Return all of the data exactly as given.

-- Provided records follows --

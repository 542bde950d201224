use yew::platform::spawn_local;
use yew::prelude::*;
use yew_router::prelude::*;

use common::dates::format_date;
use common::error::ApiError;
use common::model::template::Template;
use common::status::LoadState;

use crate::api::{self, templates};
use crate::helpers::{download_bytes, icon, icon_button, page_header, placeholder, show_success};
use crate::routes::Route;

pub const XLSX_MIME: &str = "application/vnd.openxmlformats-officedocument.spreadsheetml.sheet";

pub enum Msg {
    Loaded(Result<Vec<Template>, ApiError>),
    Download { id: String, name: String },
    Downloaded { name: String, result: Result<Vec<u8>, ApiError> },
}

pub struct Templates {
    templates: LoadState<Vec<Template>>,
}

impl Component for Templates {
    type Message = Msg;
    type Properties = ();

    fn create(ctx: &Context<Self>) -> Self {
        if let Some(client) = api::client_from(ctx) {
            let link = ctx.link().clone();
            spawn_local(async move {
                link.send_message(Msg::Loaded(templates::list(&client).await));
            });
        }
        Self {
            templates: LoadState::Loading,
        }
    }

    fn update(&mut self, ctx: &Context<Self>, msg: Self::Message) -> bool {
        match msg {
            Msg::Loaded(result) => {
                self.templates = LoadState::from_result(result);
                true
            }
            Msg::Download { id, name } => {
                if let Some(client) = api::client_from(ctx) {
                    let link = ctx.link().clone();
                    spawn_local(async move {
                        let result = templates::download(&client, &id).await;
                        link.send_message(Msg::Downloaded { name, result });
                    });
                }
                false
            }
            Msg::Downloaded { name, result } => {
                if let Ok(bytes) = result {
                    download_bytes(&bytes, &format!("{}.xlsx", name), XLSX_MIME);
                    show_success("Template descargado");
                }
                false
            }
        }
    }

    fn view(&self, ctx: &Context<Self>) -> Html {
        let actions = html! {
            <Link<Route> classes="btn btn-primary" to={Route::TemplateCreate}>
                { icon("add") }{"Nuevo Template"}
            </Link<Route>>
        };
        let body = match &self.templates {
            LoadState::Loading => placeholder("Cargando templates..."),
            LoadState::Failed(err) => placeholder(err),
            LoadState::Ready(list) if list.is_empty() => html! {
                <div class="empty-state">
                    { icon("description") }
                    <h3>{"No tienes templates"}</h3>
                    <p class="muted">{"Define las columnas que deben tener tus archivos."}</p>
                    <Link<Route> classes="btn btn-primary" to={Route::TemplateCreate}>{"Crear Template"}</Link<Route>>
                </div>
            },
            LoadState::Ready(list) => html! {
                <div class="card-grid">
                    { for list.iter().map(|t| template_card(ctx, t)) }
                </div>
            },
        };

        html! {
            <section class="page">
                { page_header("Templates", Some("Esquemas contra los que se validan tus archivos"), actions) }
                { body }
            </section>
        }
    }
}

fn template_card(ctx: &Context<Templates>, template: &Template) -> Html {
    let (id, name) = (template.id.clone(), template.name.clone());
    let download = ctx.link().callback(move |_| Msg::Download {
        id: id.clone(),
        name: name.clone(),
    });

    html! {
        <div class="card">
            <Link<Route> classes="card-title" to={Route::TemplateDetail { id: template.id.clone() }}>
                { icon("description") }<h3>{ template.name.clone() }</h3>
            </Link<Route>>
            <p class="muted">{ format!("{} columnas", template.columns.len()) }</p>
            <div class="chip-row">
                { for template.columns.iter().map(|(name, column_type)| html! {
                    <span class="chip" title={column_type.label()}>{ name.to_string() }</span>
                }) }
            </div>
            <p class="muted small">{ format!("Creado el {}", format_date(&template.created_at)) }</p>
            <div class="card-actions">
                { icon_button("download", "Descargar", download, false) }
                <Link<Route> classes="icon-btn" to={Route::TemplateEdit { id: template.id.clone() }}>
                    { icon("edit") }<span class="icon-label">{"Editar"}</span>
                </Link<Route>>
            </div>
        </div>
    }
}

-- Provided records concluded --

## Answer box
repository 542bde950d201224
use yew::platform::spawn_local;
use yew::prelude::*;
use yew_router::prelude::*;

use common::dates::format_date;
use common::error::ApiError;
use common::model::template::Template;
use common::status::LoadState;

use crate::api::{self, templates};
use crate::helpers::{download_bytes, icon, icon_button, page_header, placeholder, show_success};
use crate::routes::Route;

pub const XLSX_MIME: &str = "application/vnd.openxmlformats-officedocument.spreadsheetml.sheet";

pub enum Msg {
    Loaded(Result<Vec<Template>, ApiError>),
    Download { id: String, name: String },
    Downloaded { name: String, result: Result<Vec<u8>, ApiError> },
}

pub struct Templates {
    templates: LoadState<Vec<Template>>,
}

impl Component for Templates {
    type Message = Msg;
    type Properties = ();

    fn create(ctx: &Context<Self>) -> Self {
        if let Some(client) = api::client_from(ctx) {
            let link = ctx.link().clone();
            spawn_local(async move {
                link.send_message(Msg::Loaded(templates::list(&client).await));
            });
        }
        Self {
            templates: LoadState::Loading,
        }
    }

    fn update(&mut self, ctx: &Context<Self>, msg: Self::Message) -> bool {
        match msg {
            Msg::Loaded(result) => {
                self.templates = LoadState::from_result(result);
                true
            }
            Msg::Download { id, name } => {
                if let Some(client) = api::client_from(ctx) {
                    let link = ctx.link().clone();
                    spawn_local(async move {
                        let result = templates::download(&client, &id).await;
                        link.send_message(Msg::Downloaded { name, result });
                    });
                }
                false
            }
            Msg::Downloaded { name, result } => {
                if let Ok(bytes) = result {
                    download_bytes(&bytes, &format!("{}.xlsx", name), XLSX_MIME);
                    show_success("Template descargado");
                }
                false
            }
        }
    }

    fn view(&self, ctx: &Context<Self>) -> Html {
        let actions = html! {
            <Link<Route> classes="btn btn-primary" to={Route::TemplateCreate}>
                { icon("add") }{"Nuevo Template"}
            </Link<Route>>
        };
        let body = match &self.templates {
            LoadState::Loading => placeholder("Cargando templates..."),
            LoadState::Failed(err) => placeholder(err),
            LoadState::Ready(list) if list.is_empty() => html! {
                <div class="empty-state">
                    { icon("description") }
                    <h3>{"No tienes templates"}</h3>
                    <p class="muted">{"Define las columnas que deben tener tus archivos."}</p>
                    <Link<Route> classes="btn btn-primary" to={Route::TemplateCreate}>{"Crear Template"}</Link<Route>>
                </div>
            },
            LoadState::Ready(list) => html! {
                <div class="card-grid">
                    { for list.iter().map(|t| template_card(ctx, t)) }
                </div>
            },
        };

        html! {
            <section class="page">
                { page_header("Templates", Some("Esquemas contra los que se validan tus archivos"), actions) }
                { body }
            </section>
        }
    }
}

fn template_card(ctx: &Context<Templates>, template: &Template) -> Html {
    let (id, name) = (template.id.clone(), template.name.clone());
    let download = ctx.link().callback(move |_| Msg::Download {
        id: id.clone(),
        name: name.clone(),
    });

    html! {
        <div class="card">
            <Link<Route> classes="card-title" to={Route::TemplateDetail { id: template.id.clone() }}>
                { icon("description") }<h3>{ template.name.clone() }</h3>
            </Link<Route>>
            <p class="muted">{ format!("{} columnas", template.columns.len()) }</p>
            <div class="chip-row">
                { for template.columns.iter().map(|(name, column_type)| html! {
                    <span class="chip" title={column_type.label()}>{ name.to_string() }</span>
                }) }
            </div>
            <p class="muted small">{ format!("Creado el {}", format_date(&template.created_at)) }</p>
            <div class="card-actions">
                { icon_button("download", "Descargar", download, false) }
                <Link<Route> classes="icon-btn" to={Route::TemplateEdit { id: template.id.clone() }}>
                    { icon("edit") }<span class="icon-label">{"Editar"}</span>
                </Link<Route>>
            </div>
        </div>
    }
}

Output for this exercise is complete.